178 F. Supp. 2d 164 (2001)

H. Richard HELLSTROM, M.D., Plaintiff,
v.
UNITED STATES DEPARTMENT OF VETERANS AFFAIRS, Philip Thomas, Director, Syracuse Medical Center, and E. Douglas Holyoke, M.D., and his successor, Chief of Staff, Syracuse Medical Center, Defendants.

No. 5:96-CV-369(FJS/GJD).

United States District Court, N.D. New York.

October 30, 2001.

*165 Mimi C. Satter, Satter & Andrews, LLP, Syracuse, NY, for Plaintiff.

Office of the United States Attorney, Syracuse, NY, for Defendants, Charles E. Roberts, AUSA, Of Counsel.

 
MEMORANDUM-DECISION AND ORDER

SCULLIN, Chief Judge.

 
I. INTRODUCTION

Plaintiff filed his original complaint against Defendants on February 29, 1996 and an amended complaint on May 15, 1998. In his amended complaint, Plaintiff asserted that Defendants had violated his Fourteenth Amendment due process rights because the Syracuse Medical Center failed to provide him with a formal hearing prior to reassigning him and because Defendants' denial of his grievances was arbitrary and capricious and unsupported by law and fact. Plaintiff also claimed that Defendants had retaliated against him in violation of the First Amendment by reassigning him because he spoke out in opposition to Defendant Thomas' appointment as Director of the Syracuse Medical Center and against affirmative action.

After Defendants filed their answer, but before any discovery had been conducted, Defendants moved for summary judgment. The Court granted Defendants' motion, finding that (1) Plaintiff was not entitled to a formal hearing; (2) his reassignment was not arbitrary and capricious; (3) his comments about Defendant Thomas were personal and, thus, not protected speech; and (4) Plaintiff would have been reassigned regardless of whether he had stated his opposition to affirmative action.

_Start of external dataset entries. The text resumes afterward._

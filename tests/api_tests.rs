/// HTTP API tests
/// Exercises the axum router over the in-memory resolver backend
use axum::{
    body::Body,
    http::{Request, StatusCode},
    Router,
};
use identity_engine::{config::EngineConfig, server::build_router, AppContext};
use serde_json::{json, Value};
use tower::ServiceExt;

const RESOLVER: &str = "http://localhost:5000";
const SEED: &str = "EcnwYkUvCwZUrX4QbChrLXBuEc5qsVxMr5upX3VSsmgo";

fn app() -> Router {
    let config = EngineConfig::from_vars(|key| match key {
        "IDENTITY_RESOLVER_BACKEND" => Some("memory".to_string()),
        "IDENTITY_RESOLVER_URL" => Some(RESOLVER.to_string()),
        _ => None,
    })
    .unwrap();
    build_router(AppContext::new(config).unwrap())
}

async fn send(app: &Router, method: &str, uri: &str, body: Option<Value>) -> (StatusCode, Value) {
    let request = Request::builder().method(method).uri(uri);
    let request = match body {
        Some(body) => request
            .header("content-type", "application/json")
            .body(Body::from(body.to_string())),
        None => request.body(Body::empty()),
    }
    .unwrap();

    let response = app.clone().oneshot(request).await.unwrap();
    let status = response.status();
    let bytes = axum::body::to_bytes(response.into_body(), usize::MAX)
        .await
        .unwrap();
    let value = if bytes.is_empty() {
        Value::Null
    } else {
        serde_json::from_slice(&bytes).unwrap_or(Value::Null)
    };

    (status, value)
}

fn identity(key: &str, name: &str) -> Value {
    json!({ "seed": SEED, "key": key, "name": name })
}

async fn create(app: &Router, kind: &str, key: &str, name: &str) -> String {
    let (status, body) = send(
        app,
        "POST",
        &format!("/api/identities/{}", kind),
        Some(json!({ "resolverAddress": RESOLVER, "identity": identity(key, name) })),
    )
    .await;
    assert_eq!(status, StatusCode::OK, "{}", body);
    body["did"].as_str().unwrap().to_string()
}

fn get_opts(key: &str, name: &str, did: &str) -> Value {
    json!({ "seed": SEED, "key": key, "name": name, "did": did })
}

#[tokio::test]
async fn test_health_and_ping() {
    let app = app();

    let (status, body) = send(&app, "GET", "/health", None).await;
    assert_eq!(status, StatusCode::OK);
    assert_eq!(body["status"], "ok");

    let (status, body) = send(&app, "GET", "/api/ping", None).await;
    assert_eq!(status, StatusCode::OK);
    assert_eq!(body["result"], "pong");
}

#[tokio::test]
async fn test_create_seed() {
    let app = app();
    let (status, body) = send(&app, "POST", "/api/seed", None).await;

    assert_eq!(status, StatusCode::OK);
    let seed = body["seed"].as_str().unwrap();
    assert_eq!(bs58::decode(seed).into_vec().unwrap().len(), 32);
    assert_eq!(body["mnemonics"].as_str().unwrap().split_whitespace().count(), 24);
    assert!(body.get("mnemonic").is_none());
}

#[tokio::test]
async fn test_create_identity_and_fetch_document() {
    let app = app();
    let did = create(&app, "agent", "#agent-key-0", "#agent-0").await;

    let (status, body) = send(
        &app,
        "GET",
        &format!("/api/documents/{}?resolverAddress={}", did, RESOLVER),
        None,
    )
    .await;
    assert_eq!(status, StatusCode::OK);
    assert_eq!(body["doc"]["id"], did);
    assert_eq!(body["doc"]["subjectType"], "agent");
}

#[tokio::test]
async fn test_error_shapes() {
    let app = app();

    let (status, body) = send(
        &app,
        "POST",
        "/api/identities/agent",
        Some(json!({
            "resolverAddress": RESOLVER,
            "identity": { "seed": "not-base58-0OIl", "key": "#k", "name": "#n" }
        })),
    )
    .await;
    assert_eq!(status, StatusCode::BAD_REQUEST);
    assert_eq!(body["error"], "InvalidSeed");
    assert!(body["message"].is_string());

    let (status, body) = send(
        &app,
        "POST",
        "/api/identities/robot",
        Some(json!({ "resolverAddress": RESOLVER, "identity": identity("#k", "#n") })),
    )
    .await;
    assert_eq!(status, StatusCode::BAD_REQUEST);
    assert_eq!(body["error"], "InvalidArgument");

    let (status, body) = send(
        &app,
        "GET",
        &format!("/api/documents/did:iotics:iotMissing?resolverAddress={}", RESOLVER),
        None,
    )
    .await;
    assert_eq!(status, StatusCode::NOT_FOUND);
    assert_eq!(body["error"], "NotFound");

    let (status, body) = send(&app, "GET", "/api/nothing-here", None).await;
    assert_eq!(status, StatusCode::NOT_FOUND);
    assert_eq!(body["error"], "NotFound");
}

#[tokio::test]
async fn test_malformed_json_body_uses_error_shape() {
    let app = app();

    let request = Request::builder()
        .method("POST")
        .uri("/api/identities/agent")
        .header("content-type", "application/json")
        .body(Body::from("{\"resolverAddress\": "))
        .unwrap();
    let response = app.clone().oneshot(request).await.unwrap();
    assert_eq!(response.status(), StatusCode::BAD_REQUEST);
    let bytes = axum::body::to_bytes(response.into_body(), usize::MAX)
        .await
        .unwrap();
    let body: Value = serde_json::from_slice(&bytes).unwrap();
    assert_eq!(body["error"], "InvalidArgument");
    assert!(body["message"].is_string());

    let (status, body) = send(
        &app,
        "POST",
        "/api/tokens",
        Some(json!({ "userDid": "did:iotics:iotUser" })),
    )
    .await;
    assert_eq!(status, StatusCode::BAD_REQUEST);
    assert_eq!(body["error"], "InvalidArgument");

    let (status, body) = send(&app, "POST", "/api/cache/config", None).await;
    assert_eq!(status, StatusCode::BAD_REQUEST);
    assert_eq!(body["error"], "InvalidArgument");
}

#[tokio::test]
async fn test_delegation_and_token_endpoints() {
    let app = app();
    let user = create(&app, "user", "#user-key-0", "#user-0").await;
    let agent = create(&app, "agent", "#agent-key-0", "#agent-0").await;
    let agent_opts = get_opts("#agent-key-0", "#agent-0", &agent);

    let token_request = json!({
        "agent": agent_opts,
        "userDid": user,
        "durationMs": 60_000,
        "audience": "https://host.example.com"
    });

    let (status, body) = send(&app, "POST", "/api/tokens", Some(token_request.clone())).await;
    assert_eq!(status, StatusCode::UNAUTHORIZED);
    assert_eq!(body["error"], "Unauthorized");

    let (status, body) = send(
        &app,
        "POST",
        "/api/delegations/authentication",
        Some(json!({
            "resolverAddress": RESOLVER,
            "subject": get_opts("#user-key-0", "#user-0", &user),
            "agent": agent_opts,
            "delegationName": "#a-deleg-0"
        })),
    )
    .await;
    assert_eq!(status, StatusCode::OK, "{}", body);
    assert_eq!(body["did"], user);
    assert_eq!(body["subjectType"], "user");
    assert_eq!(body["agentDid"], agent);
    assert_eq!(body["delegationName"], "#a-deleg-0");

    let (status, body) = send(&app, "POST", "/api/tokens", Some(token_request)).await;
    assert_eq!(status, StatusCode::OK, "{}", body);
    let token = body["token"].as_str().unwrap().to_string();

    let (status, body) = send(
        &app,
        "POST",
        "/api/tokens/validate",
        Some(json!({ "token": token, "audience": "https://host.example.com" })),
    )
    .await;
    assert_eq!(status, StatusCode::OK, "{}", body);
    assert_eq!(body["sub"], user);
}

#[tokio::test]
async fn test_control_delegation_type_mismatch() {
    let app = app();
    let user = create(&app, "user", "#user-key-0", "#user-0").await;
    let agent = create(&app, "agent", "#agent-key-0", "#agent-0").await;

    let (status, body) = send(
        &app,
        "POST",
        "/api/delegations/control",
        Some(json!({
            "resolverAddress": RESOLVER,
            "subject": get_opts("#user-key-0", "#user-0", &user),
            "agent": get_opts("#agent-key-0", "#agent-0", &agent),
            "delegationName": "#c-deleg-0"
        })),
    )
    .await;
    assert_eq!(status, StatusCode::CONFLICT);
    assert_eq!(body["error"], "TypeMismatch");
}

#[tokio::test]
async fn test_token_duration_must_be_positive() {
    let app = app();
    let agent = create(&app, "agent", "#agent-key-0", "#agent-0").await;

    let (status, body) = send(
        &app,
        "POST",
        "/api/tokens",
        Some(json!({
            "agent": get_opts("#agent-key-0", "#agent-0", &agent),
            "userDid": "did:iotics:iotUser",
            "durationMs": 0,
            "audience": "aud"
        })),
    )
    .await;
    assert_eq!(status, StatusCode::BAD_REQUEST);
    assert_eq!(body["error"], "InvalidDuration");
}

#[tokio::test]
async fn test_cache_config() {
    let app = app();

    let (status, body) = send(
        &app,
        "POST",
        "/api/cache/config",
        Some(json!({ "ttlSec": 30, "size": 64 })),
    )
    .await;
    assert_eq!(status, StatusCode::OK);
    assert_eq!(body["ok"], true);

    let (_, body) = send(&app, "GET", "/api/cache/config", None).await;
    assert_eq!(body["ttlSec"], 30);
    assert_eq!(body["size"], 64);

    let (status, body) = send(
        &app,
        "POST",
        "/api/cache/config",
        Some(json!({ "ttlSec": 0 })),
    )
    .await;
    assert_eq!(status, StatusCode::BAD_REQUEST);
    assert_eq!(body["error"], "InvalidArgument");
}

Plaintiff appealed from this Court's decision granting summary judgment on his First Amendment claims. See Hellstrom v. United States Dep't of Veterans Affairs, 201 F.3d 94, 96 (2d Cir. 2000). The Second Circuit vacated the judgment and remanded for further proceedings on the ground that Plaintiff "was prejudiced in his efforts to accumulate needed evidence because he was denied the opportunity to conduct discovery ... [and, therefore,] [t]he grant of summary judgment to [Defendants] was premature." Id. at 98.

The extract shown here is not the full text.